START Record excerpts

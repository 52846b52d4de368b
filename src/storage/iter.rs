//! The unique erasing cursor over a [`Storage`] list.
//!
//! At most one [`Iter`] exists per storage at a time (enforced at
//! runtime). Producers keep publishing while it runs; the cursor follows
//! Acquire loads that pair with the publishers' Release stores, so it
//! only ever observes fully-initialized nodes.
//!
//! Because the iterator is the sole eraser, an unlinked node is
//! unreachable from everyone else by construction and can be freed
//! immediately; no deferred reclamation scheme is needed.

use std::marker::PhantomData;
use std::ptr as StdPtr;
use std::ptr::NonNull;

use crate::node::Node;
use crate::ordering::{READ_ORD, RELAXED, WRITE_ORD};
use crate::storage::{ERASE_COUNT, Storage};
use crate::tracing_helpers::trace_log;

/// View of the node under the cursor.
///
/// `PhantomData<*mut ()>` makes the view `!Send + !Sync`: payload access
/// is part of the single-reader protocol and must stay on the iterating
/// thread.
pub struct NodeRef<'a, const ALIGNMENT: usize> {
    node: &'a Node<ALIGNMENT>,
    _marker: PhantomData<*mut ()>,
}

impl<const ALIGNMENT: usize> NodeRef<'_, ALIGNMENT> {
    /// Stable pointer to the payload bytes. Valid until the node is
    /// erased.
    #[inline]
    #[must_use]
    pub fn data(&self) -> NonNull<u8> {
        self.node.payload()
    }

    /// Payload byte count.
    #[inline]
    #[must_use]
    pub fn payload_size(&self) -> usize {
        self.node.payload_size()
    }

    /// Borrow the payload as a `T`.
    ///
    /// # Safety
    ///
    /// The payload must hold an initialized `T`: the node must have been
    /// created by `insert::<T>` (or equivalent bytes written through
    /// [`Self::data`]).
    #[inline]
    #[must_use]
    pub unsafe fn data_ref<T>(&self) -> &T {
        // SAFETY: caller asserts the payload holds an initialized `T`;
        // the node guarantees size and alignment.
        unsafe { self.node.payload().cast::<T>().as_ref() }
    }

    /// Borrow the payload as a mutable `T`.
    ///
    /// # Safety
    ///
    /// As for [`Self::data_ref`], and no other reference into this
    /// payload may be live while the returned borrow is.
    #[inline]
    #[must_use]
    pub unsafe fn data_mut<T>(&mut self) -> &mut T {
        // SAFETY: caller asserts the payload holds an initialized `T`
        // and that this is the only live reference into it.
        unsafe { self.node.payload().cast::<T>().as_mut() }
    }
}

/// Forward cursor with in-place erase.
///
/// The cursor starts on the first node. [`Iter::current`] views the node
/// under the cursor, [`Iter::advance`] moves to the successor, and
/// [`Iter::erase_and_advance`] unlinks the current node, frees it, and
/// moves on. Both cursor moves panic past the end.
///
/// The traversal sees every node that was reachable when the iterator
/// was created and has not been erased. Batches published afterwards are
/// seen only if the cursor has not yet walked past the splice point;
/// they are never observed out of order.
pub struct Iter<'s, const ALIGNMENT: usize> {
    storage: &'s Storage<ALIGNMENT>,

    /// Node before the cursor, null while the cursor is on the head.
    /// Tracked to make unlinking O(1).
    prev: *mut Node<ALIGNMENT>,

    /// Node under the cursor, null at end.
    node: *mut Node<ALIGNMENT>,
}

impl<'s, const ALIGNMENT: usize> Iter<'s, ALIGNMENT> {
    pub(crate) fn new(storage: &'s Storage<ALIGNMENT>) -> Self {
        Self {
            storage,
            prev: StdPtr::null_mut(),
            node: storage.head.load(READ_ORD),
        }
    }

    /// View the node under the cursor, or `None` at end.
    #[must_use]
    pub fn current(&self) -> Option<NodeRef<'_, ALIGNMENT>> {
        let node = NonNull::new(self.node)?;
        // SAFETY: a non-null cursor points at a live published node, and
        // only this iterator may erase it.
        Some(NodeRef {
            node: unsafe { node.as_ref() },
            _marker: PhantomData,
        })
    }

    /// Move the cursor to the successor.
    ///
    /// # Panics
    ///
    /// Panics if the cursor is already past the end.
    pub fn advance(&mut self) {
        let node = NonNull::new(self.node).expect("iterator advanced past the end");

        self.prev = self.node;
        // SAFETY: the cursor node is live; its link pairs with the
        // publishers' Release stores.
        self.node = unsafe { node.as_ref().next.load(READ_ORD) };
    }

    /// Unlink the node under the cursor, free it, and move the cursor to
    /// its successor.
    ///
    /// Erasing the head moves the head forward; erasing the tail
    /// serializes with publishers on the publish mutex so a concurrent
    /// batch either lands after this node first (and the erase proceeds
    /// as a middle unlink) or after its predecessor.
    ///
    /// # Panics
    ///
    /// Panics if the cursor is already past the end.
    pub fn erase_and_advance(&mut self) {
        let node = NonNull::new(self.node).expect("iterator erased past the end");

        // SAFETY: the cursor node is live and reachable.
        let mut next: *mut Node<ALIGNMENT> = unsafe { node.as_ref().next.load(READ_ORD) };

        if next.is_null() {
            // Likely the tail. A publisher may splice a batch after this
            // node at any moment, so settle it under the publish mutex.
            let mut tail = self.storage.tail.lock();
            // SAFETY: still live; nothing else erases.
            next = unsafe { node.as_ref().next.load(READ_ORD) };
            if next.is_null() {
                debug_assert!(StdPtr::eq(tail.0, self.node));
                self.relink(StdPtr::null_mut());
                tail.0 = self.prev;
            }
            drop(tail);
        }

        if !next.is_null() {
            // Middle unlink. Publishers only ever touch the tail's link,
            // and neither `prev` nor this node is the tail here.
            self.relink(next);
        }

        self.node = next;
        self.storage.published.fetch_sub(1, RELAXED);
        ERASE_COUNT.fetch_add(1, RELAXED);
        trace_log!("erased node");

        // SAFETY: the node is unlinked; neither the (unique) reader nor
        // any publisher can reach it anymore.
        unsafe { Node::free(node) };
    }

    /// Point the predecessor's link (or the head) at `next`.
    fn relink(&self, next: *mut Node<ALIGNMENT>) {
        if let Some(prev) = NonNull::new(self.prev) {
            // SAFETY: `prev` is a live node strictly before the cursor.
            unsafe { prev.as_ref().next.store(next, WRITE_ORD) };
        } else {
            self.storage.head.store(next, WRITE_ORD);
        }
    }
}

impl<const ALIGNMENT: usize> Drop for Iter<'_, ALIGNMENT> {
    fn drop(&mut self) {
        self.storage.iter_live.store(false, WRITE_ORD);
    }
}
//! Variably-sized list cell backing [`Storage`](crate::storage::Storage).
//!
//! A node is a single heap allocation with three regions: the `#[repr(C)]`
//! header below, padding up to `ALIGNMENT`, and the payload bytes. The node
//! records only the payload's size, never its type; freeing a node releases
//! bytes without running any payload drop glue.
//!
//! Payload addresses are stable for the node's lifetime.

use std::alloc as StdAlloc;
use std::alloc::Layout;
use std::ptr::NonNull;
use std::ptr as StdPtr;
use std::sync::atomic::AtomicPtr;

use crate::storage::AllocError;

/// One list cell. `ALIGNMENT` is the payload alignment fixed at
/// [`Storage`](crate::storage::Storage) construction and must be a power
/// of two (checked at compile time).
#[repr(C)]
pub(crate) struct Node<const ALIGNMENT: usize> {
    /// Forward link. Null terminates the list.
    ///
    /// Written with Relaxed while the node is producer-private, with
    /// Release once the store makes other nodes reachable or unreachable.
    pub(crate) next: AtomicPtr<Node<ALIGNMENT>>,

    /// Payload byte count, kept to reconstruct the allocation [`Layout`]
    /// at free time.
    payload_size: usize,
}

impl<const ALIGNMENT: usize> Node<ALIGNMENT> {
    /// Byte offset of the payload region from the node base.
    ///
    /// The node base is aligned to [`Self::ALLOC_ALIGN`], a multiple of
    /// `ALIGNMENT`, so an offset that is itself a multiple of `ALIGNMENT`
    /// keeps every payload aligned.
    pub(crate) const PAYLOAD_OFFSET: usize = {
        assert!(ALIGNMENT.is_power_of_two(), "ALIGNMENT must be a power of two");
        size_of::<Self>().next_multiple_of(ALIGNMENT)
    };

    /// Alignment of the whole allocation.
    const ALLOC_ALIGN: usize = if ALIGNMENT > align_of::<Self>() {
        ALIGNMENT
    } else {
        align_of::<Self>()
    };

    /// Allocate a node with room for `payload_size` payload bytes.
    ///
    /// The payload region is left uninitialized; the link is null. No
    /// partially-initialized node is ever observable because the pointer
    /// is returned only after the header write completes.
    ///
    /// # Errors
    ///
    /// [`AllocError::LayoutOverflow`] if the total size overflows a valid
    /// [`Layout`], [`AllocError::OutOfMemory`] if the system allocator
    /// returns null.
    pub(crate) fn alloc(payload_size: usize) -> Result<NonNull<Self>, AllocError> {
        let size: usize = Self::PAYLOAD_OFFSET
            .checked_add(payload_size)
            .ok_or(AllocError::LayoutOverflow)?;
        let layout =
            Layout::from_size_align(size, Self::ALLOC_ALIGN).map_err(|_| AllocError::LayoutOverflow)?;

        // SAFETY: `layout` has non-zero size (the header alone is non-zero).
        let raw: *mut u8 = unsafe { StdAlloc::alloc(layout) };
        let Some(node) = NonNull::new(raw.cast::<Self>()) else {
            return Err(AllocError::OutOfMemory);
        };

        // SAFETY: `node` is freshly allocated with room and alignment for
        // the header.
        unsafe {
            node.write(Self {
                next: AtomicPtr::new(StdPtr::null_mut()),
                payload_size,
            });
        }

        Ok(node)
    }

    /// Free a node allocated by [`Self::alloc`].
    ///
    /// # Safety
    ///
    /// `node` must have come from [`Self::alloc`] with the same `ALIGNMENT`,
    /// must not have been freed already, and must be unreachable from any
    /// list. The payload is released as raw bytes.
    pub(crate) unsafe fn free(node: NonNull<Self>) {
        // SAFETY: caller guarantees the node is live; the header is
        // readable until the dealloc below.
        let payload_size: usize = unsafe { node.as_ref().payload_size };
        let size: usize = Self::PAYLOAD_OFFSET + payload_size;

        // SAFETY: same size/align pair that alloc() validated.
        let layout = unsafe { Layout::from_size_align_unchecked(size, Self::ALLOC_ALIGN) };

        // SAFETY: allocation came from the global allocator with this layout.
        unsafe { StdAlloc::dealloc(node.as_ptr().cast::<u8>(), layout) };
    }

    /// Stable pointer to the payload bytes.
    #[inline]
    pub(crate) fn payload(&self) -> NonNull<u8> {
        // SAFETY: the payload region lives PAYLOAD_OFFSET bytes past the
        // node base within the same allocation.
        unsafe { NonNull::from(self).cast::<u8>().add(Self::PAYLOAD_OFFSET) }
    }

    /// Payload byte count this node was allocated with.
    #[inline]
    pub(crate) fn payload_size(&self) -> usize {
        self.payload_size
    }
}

END Record excerpts

> _Work item_: Using the listing above, tally how many lines include the word "pointer". Write only the number.

> _Solution to the problem_: 3